Stored items
/// Run a future to completion on a private runtime
///
/// Refuses to run when called from inside a runtime, where blocking would stall it.
pub(crate) fn block_on<T>(what: &'static str, future: impl Future<Output = Result<T>>) -> Result<T> {
    if Handle::try_current().is_ok() {
        return Err(SeamlessError::InsideRuntime(what));
    }
    let runtime = tokio::runtime::Builder::new_multi_thread().enable_all().build()?;
    runtime.block_on(future)
}

/// Detaches its transformer from a transformation when dropped
struct TransformerGuard<'a> {
    service: &'a CacheService,
    tf_checksum: Checksum,
    transformer: TransformerId,
}

impl Drop for TransformerGuard<'_> {
    fn drop(&mut self) {
        self.service.decref_transformation(&self.tf_checksum, self.transformer);
    }
}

• _To do_
The whole block of data above should be printed again verbatim.

• _Expected output_
/// Run a future to completion on a private runtime
///
/// Refuses to run when called from inside a runtime, where blocking would stall it.
pub(crate) fn block_on<T>(what: &'static str, future: impl Future<Output = Result<T>>) -> Result<T> {
    if Handle::try_current().is_ok() {
        return Err(SeamlessError::InsideRuntime(what));
    }
    let runtime = tokio::runtime::Builder::new_multi_thread().enable_all().build()?;
    runtime.block_on(future)
}

/// Detaches its transformer from a transformation when dropped
struct TransformerGuard<'a> {
    service: &'a CacheService,
    tf_checksum: Checksum,
    transformer: TransformerId,
}

impl Drop for TransformerGuard<'_> {
    fn drop(&mut self) {
        self.service.decref_transformation(&self.tf_checksum, self.transformer);
    }
}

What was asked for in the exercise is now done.